Skip to Content

In the News

Federal abortion bill would trump Florida 24-hour wait period law

On Tuesday – 11 days after Florida lawmakers passed a bill that requires a 24-hour waiting period for abortions – U.S. Rep. Lois Frankel urged support for a federal bill that would nullify the bill and other abortion regulations imposed by states.

While Florida lawmakers await Gov. Rick Scott’s signature on the state’s most recent abortion regulation, Frankel acknowledged that the Women’s Health Protection Act of 2015 has little chance of passing since support is split along party lines in the Republican led Congress. Efforts by the federal government to nullify laws and regulations passed by states would likely face legal challenges.

Still, “we have to be vigilant and persistent,” said Frankel, D-West Palm Beach.

Frankel opened her press conference at the federal courthouse in West Palm Beach saying she knew a friend who had a “backstreet abortion” before abortion became legal in 1973. There were complications, but her friend lived, Frankel said.

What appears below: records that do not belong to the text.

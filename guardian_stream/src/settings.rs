use guardian_proto::{FrameInterval, InferenceSettings, InvalidInterval};
use parking_lot::RwLock;
use reqwest::{Client, StatusCode};
use std::time::Duration;
use thiserror::Error;
use tracing::instrument;
use url::Url;

const REQUEST_TIMEOUT: Duration = Duration::from_secs(8);

#[derive(Error, Debug)]
pub enum SettingsError {
    #[error("Invalid argument: {0}")]
    InvalidArgument(#[from] InvalidInterval),
    #[error("Settings request failed: {0}")]
    Request(#[from] reqwest::Error),
    #[error("Settings endpoint answered {0}")]
    Rejected(StatusCode),
    #[error("Invalid settings url: {0}")]
    Url(#[from] url::ParseError),
}

/// Request/response access to the backend's pose-model settings.
///
/// Keeps the last settings seen in a process-local cache. A failed call
/// never touches the cache and is not retried. An accepted write on an empty
/// cache reads the settings back so the cache reflects it.
pub struct SettingsSync {
    client: Client,
    base: Url,
    cache: RwLock<Option<InferenceSettings>>,
}

impl SettingsSync {
    pub fn new(base_url: &str) -> Result<Self, SettingsError> {
        let mut base = Url::parse(base_url)?;
        if !base.path().ends_with('/') {
            let path = format!("{}/", base.path());
            base.set_path(&path);
        }
        let client = Client::builder().timeout(REQUEST_TIMEOUT).build()?;
        Ok(Self {
            client,
            base,
            cache: RwLock::new(None),
        })
    }

    pub fn cached(&self) -> Option<InferenceSettings> {
        *self.cache.read()
    }

    #[instrument(skip(self))]
    pub async fn fetch_settings(&self) -> Result<InferenceSettings, SettingsError> {
        let response = self.client.get(self.base.join("settings")?).send().await?;
        if !response.status().is_success() {
            return Err(SettingsError::Rejected(response.status()));
        }
        let settings = response.json::<InferenceSettings>().await?;
        *self.cache.write() = Some(settings);
        Ok(settings)
    }

    /// `Ok(false)` when the backend refused the change.
    #[instrument(skip(self))]
    pub async fn set_enabled(&self, enabled: bool) -> Result<bool, SettingsError> {
        let accepted = self.post("toggle", &[("enabled", enabled.to_string())]).await?;
        if accepted {
            self.apply(|settings| settings.enabled = enabled).await;
            tracing::info!("Pose model {}", if enabled { "enabled" } else { "disabled" });
        }
        Ok(accepted)
    }

    /// Rejects values outside 1..=30 without contacting the backend.
    #[instrument(skip(self))]
    pub async fn set_interval(&self, interval: i64) -> Result<bool, SettingsError> {
        let interval = FrameInterval::new(interval)?;
        let accepted = self
            .post("interval", &[("interval", interval.get().to_string())])
            .await?;
        if accepted {
            self.apply(|settings| settings.frame_interval = interval).await;
            tracing::info!("Pose model interval set to {}", interval.get());
        }
        Ok(accepted)
    }

    /// Flips the enabled flag, fetching the current value first when nothing
    /// is cached.
    pub async fn toggle(&self) -> Result<bool, SettingsError> {
        let current = match self.cached() {
            Some(settings) => settings.enabled,
            None => self.fetch_settings().await?.enabled,
        };
        self.set_enabled(!current).await
    }

    async fn apply(&self, change: impl FnOnce(&mut InferenceSettings)) {
        let updated = match self.cache.write().as_mut() {
            Some(settings) => {
                change(settings);
                true
            }
            None => false,
        };
        if !updated {
            if let Err(e) = self.fetch_settings().await {
                tracing::warn!("Accepted change not cached: {}", e);
            }
        }
    }

    async fn post(&self, endpoint: &str, query: &[(&str, String)]) -> Result<bool, SettingsError> {
        let response = self
            .client
            .post(self.base.join(endpoint)?)
            .query(query)
            .send()
            .await?;
        let status = response.status();
        if !status.is_success() {
            tracing::warn!("Settings {} rejected with {}", endpoint, status);
        }
        Ok(status.is_success())
    }
}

“What we have seen over the past 40 years, though, is obstacles placed by the federal government, by state after state and anti-choice legislators preventing women’s access to health-care they need and deserve,” Frankel said. Frankel and four other members of Congress introduced the Act on Jan. 21 – the 42nd anniversary of the Supreme Court’s decision in Roe v. Wade.

The act would require states to regulate abortion providers no differently than clinics and doctors that provide comparable services. Abortion specific regulations, such as Florida’s mandatory ultrasound law and recently passed waiting period law, would be illegal.

Florida requires women to undergo an ultrasound before an abortion. A bill sponsored by Republican women in both chambers that would require women to personally meet with their doctors and give informed consent at least 24 hours before the abortion easily passed after extensive debate. The bills’ sponsors, Miami Sen. Anitere Flores and freshman Rep. Jennifer Sullivan from Eustis, argued that their bills protected women by giving them a 24-hour “reflection period” after discussing the procedure with their doctors.

Flores and Sullivan did not return calls for comment.

Opponents claimed that the bill forces women to make two trips to a clinic – at least a day apart – before the out-patient procedure. For women who live far from a clinic, the law means an overnight stay or another long drive, an obstacle that will create an additional hardship for poor women, said Mona Reis, founder and CEO of Presidential Women’s Center.

“I guess the Florida Legislature has decided it knows how to practice medicine better than the medical professionals trained to do so,” Reis said. “This mandatory bill is a threat to women’s health by unnecessarily delaying medical care.”